Task: Transcribe each line below without altering anything.
_____
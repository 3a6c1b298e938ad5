//! Substitutable time source
//!
//! Backoff sleeps, deadlines and breaker cool-downs all read time through a
//! `Clock` so tests can drive them without waiting.

use std::sync::Mutex;
use std::time::Duration;

use async_trait::async_trait;
use tokio::sync::watch;
use tokio::time::Instant;

/// Source of monotonic time and cooperative sleeps
#[async_trait]
pub trait Clock: Send + Sync {
    /// Current monotonic instant
    fn now(&self) -> Instant;

    /// Suspend the calling task for `duration`
    async fn sleep(&self, duration: Duration);
}

/// Clock backed by tokio's timer
///
/// Honours `tokio::time::pause` so paused-time tests work unchanged.
#[derive(Debug, Clone, Copy, Default)]
pub struct TokioClock;

#[async_trait]
impl Clock for TokioClock {
    fn now(&self) -> Instant {
        Instant::now()
    }

    async fn sleep(&self, duration: Duration) {
        tokio::time::sleep(duration).await;
    }
}

/// Manually driven clock for tests
///
/// Time only moves when `advance` is called. A `sleep` stays pending until
/// the clock has been advanced past its wake time, and every requested
/// duration is recorded so retry schedules can be asserted exactly.
#[derive(Debug)]
pub struct ManualClock {
    base: Instant,
    offset: watch::Sender<Duration>,
    sleeps: Mutex<Vec<Duration>>,
}

impl ManualClock {
    pub fn new() -> Self {
        let (offset, _) = watch::channel(Duration::ZERO);
        Self {
            base: Instant::now(),
            offset,
            sleeps: Mutex::new(Vec::new()),
        }
    }

    /// Move the clock forward, waking every sleep that is now due
    pub fn advance(&self, duration: Duration) {
        self.offset.send_modify(|offset| *offset += duration);
    }

    /// Every duration passed to `sleep` so far, in order
    pub fn sleeps(&self) -> Vec<Duration> {
        self.sleeps.lock().unwrap_or_else(|e| e.into_inner()).clone()
    }

    /// Total time elapsed since the clock was created
    pub fn elapsed(&self) -> Duration {
        *self.offset.borrow()
    }
}

impl Default for ManualClock {
    fn default() -> Self {
        Self::new()
    }
}

#[async_trait]
impl Clock for ManualClock {
    fn now(&self) -> Instant {
        self.base + self.elapsed()
    }

    async fn sleep(&self, duration: Duration) {
        let mut offset = self.offset.subscribe();
        let wake_at = *offset.borrow_and_update() + duration;
        self.sleeps
            .lock()
            .unwrap_or_else(|e| e.into_inner())
            .push(duration);
        // The sender lives as long as `self`, so this only returns once due.
        let _ = offset.wait_for(|now| *now >= wake_at).await;
    }
}

#[cfg(test)]
mod tests {
    use super::*;
    use std::sync::Arc;

    #[tokio::test]
    async fn test_manual_sleep_waits_for_advance() {
        let clock = Arc::new(ManualClock::new());
        let start = clock.now();

        let sleeper = {
            let clock = Arc::clone(&clock);
            tokio::spawn(async move { clock.sleep(Duration::from_millis(250)).await })
        };
        while clock.sleeps().is_empty() {
            tokio::task::yield_now().await;
        }

        clock.advance(Duration::from_millis(100));
        tokio::task::yield_now().await;
        assert!(!sleeper.is_finished());
        assert_eq!(clock.now() - start, Duration::from_millis(100));

        clock.advance(Duration::from_millis(150));
        sleeper.await.unwrap();
        assert_eq!(clock.now() - start, Duration::from_millis(250));
        assert_eq!(clock.sleeps(), vec![Duration::from_millis(250)]);
    }

    #[tokio::test]
    async fn test_manual_sleep_never_moves_time() {
        let clock = ManualClock::new();
        clock.sleep(Duration::ZERO).await;

        let pending = tokio::time::timeout(
            Duration::from_millis(20),
            clock.sleep(Duration::from_secs(30)),
        )
        .await;
        assert!(pending.is_err());
        assert_eq!(clock.elapsed(), Duration::ZERO);
    }

    #[tokio::test(start_paused = true)]
    async fn test_tokio_clock_respects_paused_time() {
        let clock = TokioClock;
        let start = clock.now();
        clock.sleep(Duration::from_secs(30)).await;
        assert!(clock.now() - start >= Duration::from_secs(30));
    }
}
_____
Response area:
repository 3a6c1b298e938ad5
//! Substitutable time source
//!
//! Backoff sleeps, deadlines and breaker cool-downs all read time through a
//! `Clock` so tests can drive them without waiting.

use std::sync::Mutex;
use std::time::Duration;

use async_trait::async_trait;
use tokio::sync::watch;
use tokio::time::Instant;

/// Source of monotonic time and cooperative sleeps
#[async_trait]
pub trait Clock: Send + Sync {
    /// Current monotonic instant
    fn now(&self) -> Instant;

    /// Suspend the calling task for `duration`
    async fn sleep(&self, duration: Duration);
}

/// Clock backed by tokio's timer
///
/// Honours `tokio::time::pause` so paused-time tests work unchanged.
#[derive(Debug, Clone, Copy, Default)]
pub struct TokioClock;

#[async_trait]
impl Clock for TokioClock {
    fn now(&self) -> Instant {
        Instant::now()
    }

    async fn sleep(&self, duration: Duration) {
        tokio::time::sleep(duration).await;
    }
}

/// Manually driven clock for tests
///
/// Time only moves when `advance` is called. A `sleep` stays pending until
/// the clock has been advanced past its wake time, and every requested
/// duration is recorded so retry schedules can be asserted exactly.
#[derive(Debug)]
pub struct ManualClock {
    base: Instant,
    offset: watch::Sender<Duration>,
    sleeps: Mutex<Vec<Duration>>,
}

impl ManualClock {
    pub fn new() -> Self {
        let (offset, _) = watch::channel(Duration::ZERO);
        Self {
            base: Instant::now(),
            offset,
            sleeps: Mutex::new(Vec::new()),
        }
    }

    /// Move the clock forward, waking every sleep that is now due
    pub fn advance(&self, duration: Duration) {
        self.offset.send_modify(|offset| *offset += duration);
    }

    /// Every duration passed to `sleep` so far, in order
    pub fn sleeps(&self) -> Vec<Duration> {
        self.sleeps.lock().unwrap_or_else(|e| e.into_inner()).clone()
    }

    /// Total time elapsed since the clock was created
    pub fn elapsed(&self) -> Duration {
        *self.offset.borrow()
    }
}

impl Default for ManualClock {
    fn default() -> Self {
        Self::new()
    }
}

#[async_trait]
impl Clock for ManualClock {
    fn now(&self) -> Instant {
        self.base + self.elapsed()
    }

    async fn sleep(&self, duration: Duration) {
        let mut offset = self.offset.subscribe();
        let wake_at = *offset.borrow_and_update() + duration;
        self.sleeps
            .lock()
            .unwrap_or_else(|e| e.into_inner())
            .push(duration);
        // The sender lives as long as `self`, so this only returns once due.
        let _ = offset.wait_for(|now| *now >= wake_at).await;
    }
}

#[cfg(test)]
mod tests {
    use super::*;
    use std::sync::Arc;

    #[tokio::test]
    async fn test_manual_sleep_waits_for_advance() {
        let clock = Arc::new(ManualClock::new());
        let start = clock.now();

        let sleeper = {
            let clock = Arc::clone(&clock);
            tokio::spawn(async move { clock.sleep(Duration::from_millis(250)).await })
        };
        while clock.sleeps().is_empty() {
            tokio::task::yield_now().await;
        }

        clock.advance(Duration::from_millis(100));
        tokio::task::yield_now().await;
        assert!(!sleeper.is_finished());
        assert_eq!(clock.now() - start, Duration::from_millis(100));

        clock.advance(Duration::from_millis(150));
        sleeper.await.unwrap();
        assert_eq!(clock.now() - start, Duration::from_millis(250));
        assert_eq!(clock.sleeps(), vec![Duration::from_millis(250)]);
    }

    #[tokio::test]
    async fn test_manual_sleep_never_moves_time() {
        let clock = ManualClock::new();
        clock.sleep(Duration::ZERO).await;

        let pending = tokio::time::timeout(
            Duration::from_millis(20),
            clock.sleep(Duration::from_secs(30)),
        )
        .await;
        assert!(pending.is_err());
        assert_eq!(clock.elapsed(), Duration::ZERO);
    }

    #[tokio::test(start_paused = true)]
    async fn test_tokio_clock_respects_paused_time() {
        let clock = TokioClock;
        let start = clock.now();
        clock.sleep(Duration::from_secs(30)).await;
        assert!(clock.now() - start >= Duration::from_secs(30));
    }
}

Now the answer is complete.